AIM OF THE EXERCISE -
Across these entries, report how many lines include the string "parsed", with nothing but the number.

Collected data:
<<<<

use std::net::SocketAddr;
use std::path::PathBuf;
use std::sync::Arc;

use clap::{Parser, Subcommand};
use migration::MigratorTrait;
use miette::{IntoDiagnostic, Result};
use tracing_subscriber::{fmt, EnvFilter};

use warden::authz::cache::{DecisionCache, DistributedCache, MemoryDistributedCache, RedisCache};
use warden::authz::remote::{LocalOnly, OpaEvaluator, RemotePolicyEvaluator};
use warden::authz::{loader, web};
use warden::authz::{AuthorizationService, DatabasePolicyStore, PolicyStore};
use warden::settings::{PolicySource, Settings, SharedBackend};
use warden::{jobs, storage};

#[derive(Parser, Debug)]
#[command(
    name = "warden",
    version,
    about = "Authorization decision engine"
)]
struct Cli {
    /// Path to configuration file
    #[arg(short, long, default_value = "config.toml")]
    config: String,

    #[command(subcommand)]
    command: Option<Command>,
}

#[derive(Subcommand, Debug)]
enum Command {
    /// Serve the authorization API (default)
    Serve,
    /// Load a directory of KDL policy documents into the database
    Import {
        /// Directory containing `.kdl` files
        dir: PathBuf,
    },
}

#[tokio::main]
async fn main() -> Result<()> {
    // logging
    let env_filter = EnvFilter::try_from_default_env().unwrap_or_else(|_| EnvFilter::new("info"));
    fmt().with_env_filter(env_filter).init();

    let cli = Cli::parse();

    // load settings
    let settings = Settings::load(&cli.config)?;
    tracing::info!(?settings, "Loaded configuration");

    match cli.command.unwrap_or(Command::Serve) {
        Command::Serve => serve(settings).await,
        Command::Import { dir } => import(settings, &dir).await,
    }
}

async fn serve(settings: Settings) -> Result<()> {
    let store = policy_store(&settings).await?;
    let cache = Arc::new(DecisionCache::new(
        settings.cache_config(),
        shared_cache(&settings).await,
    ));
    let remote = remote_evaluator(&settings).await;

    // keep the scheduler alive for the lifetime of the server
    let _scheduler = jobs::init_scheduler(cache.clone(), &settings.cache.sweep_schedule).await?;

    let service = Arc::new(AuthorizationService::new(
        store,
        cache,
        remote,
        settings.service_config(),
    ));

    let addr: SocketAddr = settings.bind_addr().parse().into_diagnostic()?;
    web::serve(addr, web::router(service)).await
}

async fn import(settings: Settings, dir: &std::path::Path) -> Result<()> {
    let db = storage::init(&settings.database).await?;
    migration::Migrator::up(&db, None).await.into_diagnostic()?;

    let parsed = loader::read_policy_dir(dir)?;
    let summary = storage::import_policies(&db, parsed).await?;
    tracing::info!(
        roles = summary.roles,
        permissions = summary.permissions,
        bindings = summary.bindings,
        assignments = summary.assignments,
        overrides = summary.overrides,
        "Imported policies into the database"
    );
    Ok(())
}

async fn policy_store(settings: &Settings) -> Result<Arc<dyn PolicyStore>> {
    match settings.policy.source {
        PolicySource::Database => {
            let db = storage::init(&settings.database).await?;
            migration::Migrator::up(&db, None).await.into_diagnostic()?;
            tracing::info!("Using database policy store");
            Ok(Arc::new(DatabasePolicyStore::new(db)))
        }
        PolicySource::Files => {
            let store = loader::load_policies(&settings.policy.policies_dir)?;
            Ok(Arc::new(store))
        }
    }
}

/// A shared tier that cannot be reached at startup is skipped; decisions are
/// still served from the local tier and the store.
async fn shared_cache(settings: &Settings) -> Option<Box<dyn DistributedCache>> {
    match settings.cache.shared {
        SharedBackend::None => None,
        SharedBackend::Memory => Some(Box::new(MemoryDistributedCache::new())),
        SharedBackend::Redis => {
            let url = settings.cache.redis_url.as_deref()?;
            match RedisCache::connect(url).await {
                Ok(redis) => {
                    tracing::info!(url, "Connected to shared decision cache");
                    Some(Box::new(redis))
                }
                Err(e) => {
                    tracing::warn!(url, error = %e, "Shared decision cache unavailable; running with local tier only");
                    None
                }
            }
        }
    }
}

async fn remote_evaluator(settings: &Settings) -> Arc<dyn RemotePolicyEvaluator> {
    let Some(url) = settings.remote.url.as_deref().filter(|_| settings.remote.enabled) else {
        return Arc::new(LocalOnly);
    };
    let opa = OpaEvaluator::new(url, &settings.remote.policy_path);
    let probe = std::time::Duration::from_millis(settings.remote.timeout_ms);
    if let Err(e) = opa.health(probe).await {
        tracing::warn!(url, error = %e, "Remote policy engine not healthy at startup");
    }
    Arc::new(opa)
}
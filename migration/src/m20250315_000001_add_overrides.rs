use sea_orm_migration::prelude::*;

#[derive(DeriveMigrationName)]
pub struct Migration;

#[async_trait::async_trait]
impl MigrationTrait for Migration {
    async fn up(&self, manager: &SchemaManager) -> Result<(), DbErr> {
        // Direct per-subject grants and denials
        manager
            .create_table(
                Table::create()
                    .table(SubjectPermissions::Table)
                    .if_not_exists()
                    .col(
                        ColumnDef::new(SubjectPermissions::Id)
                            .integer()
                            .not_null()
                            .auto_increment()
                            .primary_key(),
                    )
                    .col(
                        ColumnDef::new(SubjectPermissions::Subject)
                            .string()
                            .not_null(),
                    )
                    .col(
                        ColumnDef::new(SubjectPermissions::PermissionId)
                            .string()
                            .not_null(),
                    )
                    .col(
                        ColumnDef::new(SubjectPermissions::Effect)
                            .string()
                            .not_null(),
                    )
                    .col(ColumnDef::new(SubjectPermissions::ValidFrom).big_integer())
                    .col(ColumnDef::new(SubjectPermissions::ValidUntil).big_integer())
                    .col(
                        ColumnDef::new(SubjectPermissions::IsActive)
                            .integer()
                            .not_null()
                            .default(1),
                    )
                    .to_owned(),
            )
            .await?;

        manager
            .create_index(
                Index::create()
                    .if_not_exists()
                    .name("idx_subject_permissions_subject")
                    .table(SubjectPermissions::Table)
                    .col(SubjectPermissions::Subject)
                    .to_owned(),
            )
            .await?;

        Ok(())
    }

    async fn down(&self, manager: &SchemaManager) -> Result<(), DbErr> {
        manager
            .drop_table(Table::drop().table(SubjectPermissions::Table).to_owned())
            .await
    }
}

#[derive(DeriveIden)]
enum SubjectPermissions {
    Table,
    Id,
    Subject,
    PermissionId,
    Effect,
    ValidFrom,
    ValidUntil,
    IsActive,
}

>>>>

TASK RESPONSE -
2